К сожалению, из трех женщин, которые бьются, одна добилась успеха, вернула своего мужа и вообще сделала так, чтобы от колонии отстали, молодец, воспользовалась всеми нашими рецептами. Я с ней разговариваю, и вдруг она мне говорит: «Ну, конечно, я совсем не хочу, чтобы мой муж служил в частной военной компании, была бы государственная, тогда да». И не знаешь, что сказать. В общем, я не думала, что все так легко и быстро может случиться с мозгами, совестью, сердцем, я не ожидала. При этом, я еще отчасти хотя бы понимаю заключенных, потому что русские пыточные тюрьмы… Я понимаю, любая война лучше, чем они. Но родственники, но женщины, но матери, которым нужны только деньги… У крокодила есть материнские чувства, у таракана есть, а у этих – нет.
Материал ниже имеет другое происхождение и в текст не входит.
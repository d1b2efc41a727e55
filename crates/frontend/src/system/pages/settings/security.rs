use crate::shared::components::ui::{Button, Checkbox, Input, NumberInput};
use crate::shared::form::FormState;
use crate::shared::notifications::use_notifications;
use contracts::domain::a005_user_profile::ChangePasswordDto;
use contracts::shared::settings::{SecuritySettings, SESSION_TIMEOUT_MAX, SESSION_TIMEOUT_MIN};
use leptos::prelude::*;

#[derive(Clone, Copy)]
pub struct SecurityViewModel {
    pub settings: FormState<SecuritySettings>,
    /// Left blank to keep the current password
    pub password: FormState<ChangePasswordDto>,
}

impl SecurityViewModel {
    pub fn new() -> Self {
        Self {
            settings: FormState::new(),
            password: FormState::new(),
        }
    }

    fn wants_password_change(&self) -> bool {
        self.password.draft.with_untracked(|d| *d != ChangePasswordDto::default())
    }

    /// Both forms are checked so every message shows at once.
    /// On success the password fields are cleared.
    pub fn save(&self) -> Option<SecuritySettings> {
        let change_password = self.wants_password_change();
        let settings = self.settings.submit(SecuritySettings::validate);
        let password_ok = !change_password || self.password.submit(ChangePasswordDto::validate).is_some();
        let settings = settings.filter(|_| password_ok)?;

        if change_password {
            log::info!("password change requested");
            self.password.reset(ChangePasswordDto::default());
        }
        log::info!(
            "security saved: two_factor={} auto_logout={} timeout={}m",
            settings.two_factor,
            settings.auto_logout,
            settings.session_timeout_minutes
        );
        Some(settings)
    }
}

impl Default for SecurityViewModel {
    fn default() -> Self {
        Self::new()
    }
}

#[component]
pub fn SecurityPanel() -> impl IntoView {
    let notifications = use_notifications();
    let vm = SecurityViewModel::new();
    let settings = vm.settings;
    let password = vm.password;

    let (current, set_current) = password.bind(
        "current_password",
        |d| d.current_password.clone(),
        |d, v| d.current_password = v,
    );
    let (new_password, set_new_password) =
        password.bind("new_password", |d| d.new_password.clone(), |d, v| d.new_password = v);
    let (confirm, set_confirm) = password.bind(
        "confirm_password",
        |d| d.confirm_password.clone(),
        |d, v| d.confirm_password = v,
    );

    let (two_factor, set_two_factor) = settings.bind("two_factor", |d| d.two_factor, |d, v| d.two_factor = v);
    let (auto_logout, set_auto_logout) =
        settings.bind("auto_logout", |d| d.auto_logout, |d, v| d.auto_logout = v);
    let (timeout, set_timeout) = settings.bind(
        "session_timeout_minutes",
        |d| d.session_timeout_minutes as f64,
        |d, v: f64| d.session_timeout_minutes = v.max(0.0).round() as u32,
    );

    let on_save = Callback::new(move |_| {
        if vm.save().is_some() {
            notifications.success("Đã cập nhật cài đặt bảo mật");
        }
    });

    view! {
        <section class="card settings__section">
            <h3 class="card__title">"Bảo mật"</h3>
            <p class="settings__hint">
                "Nên dùng mật khẩu mạnh và bật xác thực hai lớp để bảo vệ tài khoản."
            </p>

            <h4 class="settings__subtitle">"Đổi mật khẩu"</h4>
            <div class="details-form">
                <Input label="Mật khẩu hiện tại" id="security-current" input_type="password"
                    autocomplete="current-password" value=current on_input=set_current
                    error=password.error("current_password") />
                <Input label="Mật khẩu mới" id="security-new" input_type="password"
                    autocomplete="new-password" value=new_password on_input=set_new_password
                    error=password.error("new_password") />
                <Input label="Xác nhận mật khẩu mới" id="security-confirm" input_type="password"
                    autocomplete="new-password" value=confirm on_input=set_confirm
                    error=password.error("confirm_password") />
            </div>

            <h4 class="settings__subtitle">"Xác thực hai lớp"</h4>
            <Checkbox id="security-2fa" label="Bật 2FA".to_string()
                description="Thêm một lớp bảo vệ khi đăng nhập"
                checked=two_factor on_change=set_two_factor />

            <h4 class="settings__subtitle">"Phiên đăng nhập"</h4>
            <Checkbox id="security-auto-logout" label="Tự động đăng xuất".to_string()
                description="Đăng xuất sau một thời gian không hoạt động"
                checked=auto_logout on_change=set_auto_logout />
            <Show when=move || auto_logout.get()>
                <NumberInput label="Thời gian chờ (phút)" id="security-timeout"
                    value=timeout on_input=set_timeout
                    min=SESSION_TIMEOUT_MIN as f64 max=SESSION_TIMEOUT_MAX as f64 step=5.0
                    error=settings.error("session_timeout_minutes") />
            </Show>

            <div class="settings__actions">
                <Button variant="primary" icon_name="check" on_click=on_save>
                    "Cập nhật bảo mật"
                </Button>
            </div>
        </section>
    }
}

#[cfg(test)]
mod tests {
    use super::*;

    #[test]
    fn test_blank_password_keeps_current_one() {
        let owner = Owner::new();
        owner.with(|| {
            let vm = SecurityViewModel::new();
            vm.settings.draft.update(|s| s.two_factor = true);
            let saved = vm.save().unwrap();
            assert!(saved.two_factor);
            assert!(vm.password.errors.get_untracked().is_empty());
        });
    }

    #[test]
    fn test_bad_timeout_and_password_are_both_reported() {
        let owner = Owner::new();
        owner.with(|| {
            let vm = SecurityViewModel::new();
            vm.settings.draft.update(|s| s.session_timeout_minutes = 240);
            vm.password.draft.update(|d| d.new_password = "NewPass123".into());

            assert!(vm.save().is_none());
            assert_eq!(
                vm.settings.error("session_timeout_minutes").get_untracked().as_deref(),
                Some("Thời gian chờ từ 5-120 phút!")
            );
            assert!(vm.password.error("current_password").get_untracked().is_some());
        });
    }

    #[test]
    fn test_password_change_clears_fields() {
        let owner = Owner::new();
        owner.with(|| {
            let vm = SecurityViewModel::new();
            vm.password.draft.update(|d| {
                d.current_password = "old-secret".into();
                d.new_password = "NewPass123".into();
                d.confirm_password = "NewPass123".into();
            });
            assert!(vm.save().is_some());
            assert_eq!(vm.password.draft.get_untracked(), ChangePasswordDto::default());
        });
    }
}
Питер Померанцев: россияне хотят втянуть всех в свой грубый эмоциональный ад
– Как обычно происходит процесс вербовки заключенных? Что им обещают?
– Происходит очень интересно. Обычно на территорию зоны прилетает вертолет ЧВК «Вагнер» с опознавательными знаками, оттуда выходят «пригожинцы», часто сам Пригожин, выгоняют сотрудников зоны, освобождают кабинеты начальников – принимают там. Затем строят заключенных и обещают им 100 тысяч рублей зарплаты, 100 тысяч премии, им или родственникам, все наличными без налогов соответственно, [ха-ха] помилование после полугода участия в боевых действиях, не с момента подписания бумажек, а с момента участия в боевых действиях, снятие судимости, свободу и т. д.
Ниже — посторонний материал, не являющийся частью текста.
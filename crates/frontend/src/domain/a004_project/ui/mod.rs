pub mod details;
pub mod list;
pub mod progress;
pub mod workspace;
А также им обещают расстрел на месте за попытку дезертирства, решения сдаться в плен или за употребление наркотиков. Это им тоже обещают и, насколько я знаю, выполняют. Кстати сказать, не только заключенные, не только люди с приговорами, в СИЗО тоже приходят. Они не приходят, но там везде висят объявления, что ты можешь завербоваться, и тогда твое уголовное дело приостанавливают. Вот тут врут точно. У нас есть уже несколько примеров, когда люди уже возвращались контуженные с войны и их тут же прекрасненько забирают снова. И уголовное дело приостановили, а затем приоткрыли. Поскольку оттуда возвращается мало, то и случаи – единичные.
– Какие договоры с ними обычно заключаются? Им действительно, как пишут родственники, обещают выплаты по 200 тысяч?
– Да, очень многие действительно жалуются на невыплаты или выплаты гораздо меньших сумм. Но вы учтите, что очень мало у кого есть родственники, очень многие писали, что деньги – им [заключенным], они погибли, а выплачивали там деньги или нет, мы не знаем. Я знаю про большую рекламную выплату в Новгородской области: погибший – заключенный по фамилии Сафаров, его вдове выплатили 5 млн 200 тысяч рублей, и Прилепин прилетал на могилку. На сегодняшний день из 68 человек, завербованных в этой зоне – это была первая партия – погиб 61 человек, и мы в основном знаем фамилии. А рекламная выплата – одной вдове. Но она есть, я не могу сказать, что нет.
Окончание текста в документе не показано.